:: Data records ::

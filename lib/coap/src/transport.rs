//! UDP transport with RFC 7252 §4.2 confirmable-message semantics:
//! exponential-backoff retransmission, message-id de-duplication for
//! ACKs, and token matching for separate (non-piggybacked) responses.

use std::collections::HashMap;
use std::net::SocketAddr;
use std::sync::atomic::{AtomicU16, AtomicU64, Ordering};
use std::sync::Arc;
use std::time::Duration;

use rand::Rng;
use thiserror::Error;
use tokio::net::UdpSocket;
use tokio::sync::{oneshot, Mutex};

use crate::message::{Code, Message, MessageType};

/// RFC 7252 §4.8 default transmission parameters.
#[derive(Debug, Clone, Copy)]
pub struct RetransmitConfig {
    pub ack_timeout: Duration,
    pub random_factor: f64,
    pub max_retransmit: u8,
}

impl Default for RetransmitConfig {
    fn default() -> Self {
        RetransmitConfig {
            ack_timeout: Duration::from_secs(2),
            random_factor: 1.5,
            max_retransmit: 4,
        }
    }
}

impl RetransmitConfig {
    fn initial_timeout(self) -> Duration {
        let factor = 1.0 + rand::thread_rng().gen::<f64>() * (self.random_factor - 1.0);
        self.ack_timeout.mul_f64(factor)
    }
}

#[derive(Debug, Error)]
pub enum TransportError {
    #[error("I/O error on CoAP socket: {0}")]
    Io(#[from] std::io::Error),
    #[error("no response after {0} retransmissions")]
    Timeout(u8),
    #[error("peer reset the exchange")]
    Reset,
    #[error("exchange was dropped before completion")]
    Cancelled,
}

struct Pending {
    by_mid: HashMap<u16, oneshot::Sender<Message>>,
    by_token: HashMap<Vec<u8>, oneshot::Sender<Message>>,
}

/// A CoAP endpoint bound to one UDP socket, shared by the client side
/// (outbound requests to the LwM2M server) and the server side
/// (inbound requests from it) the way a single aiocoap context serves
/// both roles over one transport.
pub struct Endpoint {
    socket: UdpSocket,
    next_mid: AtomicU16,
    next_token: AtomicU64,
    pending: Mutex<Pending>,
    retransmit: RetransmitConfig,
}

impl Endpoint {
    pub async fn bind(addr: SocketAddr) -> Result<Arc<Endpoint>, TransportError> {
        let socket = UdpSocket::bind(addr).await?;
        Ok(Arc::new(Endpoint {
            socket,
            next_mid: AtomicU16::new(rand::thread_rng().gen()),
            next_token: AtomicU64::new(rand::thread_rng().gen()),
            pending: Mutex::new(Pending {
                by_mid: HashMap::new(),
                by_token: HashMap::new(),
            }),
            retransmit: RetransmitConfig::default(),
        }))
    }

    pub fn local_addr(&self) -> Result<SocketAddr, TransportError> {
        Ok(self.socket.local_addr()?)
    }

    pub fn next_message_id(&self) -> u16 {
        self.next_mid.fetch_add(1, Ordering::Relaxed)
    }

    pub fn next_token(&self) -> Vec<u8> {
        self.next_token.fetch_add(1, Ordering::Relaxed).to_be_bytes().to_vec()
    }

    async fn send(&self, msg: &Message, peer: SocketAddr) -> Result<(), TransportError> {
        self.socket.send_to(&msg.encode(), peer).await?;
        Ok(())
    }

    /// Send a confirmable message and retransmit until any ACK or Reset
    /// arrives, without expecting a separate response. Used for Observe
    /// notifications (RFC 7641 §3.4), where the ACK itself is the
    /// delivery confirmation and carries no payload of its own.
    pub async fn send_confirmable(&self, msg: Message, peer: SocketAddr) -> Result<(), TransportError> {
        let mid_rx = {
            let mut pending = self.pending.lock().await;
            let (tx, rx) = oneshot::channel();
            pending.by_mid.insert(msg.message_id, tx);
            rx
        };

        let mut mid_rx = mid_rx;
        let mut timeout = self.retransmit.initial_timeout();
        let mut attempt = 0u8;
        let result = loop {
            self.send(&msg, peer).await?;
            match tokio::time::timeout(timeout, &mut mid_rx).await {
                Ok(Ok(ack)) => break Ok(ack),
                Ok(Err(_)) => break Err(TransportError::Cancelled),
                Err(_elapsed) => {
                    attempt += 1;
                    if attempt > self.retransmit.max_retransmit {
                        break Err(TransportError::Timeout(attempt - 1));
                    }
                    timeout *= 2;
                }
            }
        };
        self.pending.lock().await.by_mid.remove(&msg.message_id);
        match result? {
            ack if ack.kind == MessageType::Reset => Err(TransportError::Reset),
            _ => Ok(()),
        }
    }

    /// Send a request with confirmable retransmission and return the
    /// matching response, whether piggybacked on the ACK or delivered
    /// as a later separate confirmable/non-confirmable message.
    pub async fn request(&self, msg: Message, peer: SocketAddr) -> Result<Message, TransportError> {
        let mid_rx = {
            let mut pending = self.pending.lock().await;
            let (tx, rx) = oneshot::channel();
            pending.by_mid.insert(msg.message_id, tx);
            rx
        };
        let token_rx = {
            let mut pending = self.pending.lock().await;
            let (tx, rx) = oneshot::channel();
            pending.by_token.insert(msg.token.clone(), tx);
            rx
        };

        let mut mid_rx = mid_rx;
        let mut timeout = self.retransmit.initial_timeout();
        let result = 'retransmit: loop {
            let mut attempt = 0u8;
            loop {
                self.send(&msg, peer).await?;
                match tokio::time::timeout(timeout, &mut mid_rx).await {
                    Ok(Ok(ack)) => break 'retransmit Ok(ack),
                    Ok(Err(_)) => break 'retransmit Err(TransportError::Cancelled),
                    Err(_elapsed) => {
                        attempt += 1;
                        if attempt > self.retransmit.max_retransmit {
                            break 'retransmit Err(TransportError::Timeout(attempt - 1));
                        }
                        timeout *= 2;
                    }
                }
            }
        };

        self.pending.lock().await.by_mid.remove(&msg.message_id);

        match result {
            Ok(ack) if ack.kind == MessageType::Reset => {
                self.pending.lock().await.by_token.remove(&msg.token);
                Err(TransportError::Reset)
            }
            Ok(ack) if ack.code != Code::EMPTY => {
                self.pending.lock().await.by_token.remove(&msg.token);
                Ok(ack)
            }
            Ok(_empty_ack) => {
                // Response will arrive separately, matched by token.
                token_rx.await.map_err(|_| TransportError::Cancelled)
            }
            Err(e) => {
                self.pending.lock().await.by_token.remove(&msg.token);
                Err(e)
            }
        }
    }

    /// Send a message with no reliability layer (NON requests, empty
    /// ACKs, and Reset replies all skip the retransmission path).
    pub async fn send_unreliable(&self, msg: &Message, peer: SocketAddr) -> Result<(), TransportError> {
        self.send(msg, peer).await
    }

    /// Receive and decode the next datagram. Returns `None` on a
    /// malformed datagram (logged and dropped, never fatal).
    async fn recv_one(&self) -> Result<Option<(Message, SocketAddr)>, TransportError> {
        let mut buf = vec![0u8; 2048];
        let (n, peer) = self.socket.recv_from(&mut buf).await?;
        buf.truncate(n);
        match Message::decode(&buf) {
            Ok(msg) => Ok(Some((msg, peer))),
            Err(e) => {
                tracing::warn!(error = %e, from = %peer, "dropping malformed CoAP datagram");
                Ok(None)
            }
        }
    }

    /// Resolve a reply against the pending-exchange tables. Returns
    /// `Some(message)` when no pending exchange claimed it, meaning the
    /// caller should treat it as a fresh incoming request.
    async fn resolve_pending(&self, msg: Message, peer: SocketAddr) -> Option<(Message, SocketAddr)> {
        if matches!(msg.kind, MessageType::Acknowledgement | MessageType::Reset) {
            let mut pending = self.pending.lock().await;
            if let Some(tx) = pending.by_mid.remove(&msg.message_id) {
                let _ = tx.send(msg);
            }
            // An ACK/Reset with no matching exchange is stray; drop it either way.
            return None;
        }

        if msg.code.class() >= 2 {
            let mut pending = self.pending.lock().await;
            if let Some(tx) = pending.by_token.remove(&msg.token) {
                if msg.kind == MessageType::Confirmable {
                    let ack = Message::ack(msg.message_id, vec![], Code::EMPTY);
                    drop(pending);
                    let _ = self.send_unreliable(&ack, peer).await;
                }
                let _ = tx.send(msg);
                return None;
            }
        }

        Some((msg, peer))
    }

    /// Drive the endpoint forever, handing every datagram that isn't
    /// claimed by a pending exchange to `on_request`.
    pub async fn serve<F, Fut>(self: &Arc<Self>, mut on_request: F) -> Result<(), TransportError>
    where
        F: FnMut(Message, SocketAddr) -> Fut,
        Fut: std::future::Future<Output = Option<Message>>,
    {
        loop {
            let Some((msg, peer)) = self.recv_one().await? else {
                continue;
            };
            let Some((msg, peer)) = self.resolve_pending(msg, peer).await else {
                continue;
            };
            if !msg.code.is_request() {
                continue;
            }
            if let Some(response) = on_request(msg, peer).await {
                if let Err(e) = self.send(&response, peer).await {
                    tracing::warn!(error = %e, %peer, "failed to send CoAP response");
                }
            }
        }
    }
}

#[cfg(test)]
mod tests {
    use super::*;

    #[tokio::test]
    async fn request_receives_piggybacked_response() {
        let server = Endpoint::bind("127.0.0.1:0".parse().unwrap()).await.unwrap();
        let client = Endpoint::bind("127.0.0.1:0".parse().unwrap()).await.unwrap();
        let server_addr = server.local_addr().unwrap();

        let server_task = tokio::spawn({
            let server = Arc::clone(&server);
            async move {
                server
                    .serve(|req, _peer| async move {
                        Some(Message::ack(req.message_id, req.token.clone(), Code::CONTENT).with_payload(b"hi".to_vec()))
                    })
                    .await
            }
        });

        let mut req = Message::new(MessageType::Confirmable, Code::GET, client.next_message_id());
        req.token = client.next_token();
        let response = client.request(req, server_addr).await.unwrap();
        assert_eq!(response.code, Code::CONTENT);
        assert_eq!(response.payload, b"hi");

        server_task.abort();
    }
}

:: What you need to do ::
Using the listing above, show each line holding the string "Mutex".

:: Exercise solution ::
use tokio::sync::{oneshot, Mutex};
    pending: Mutex<Pending>,
            pending: Mutex::new(Pending {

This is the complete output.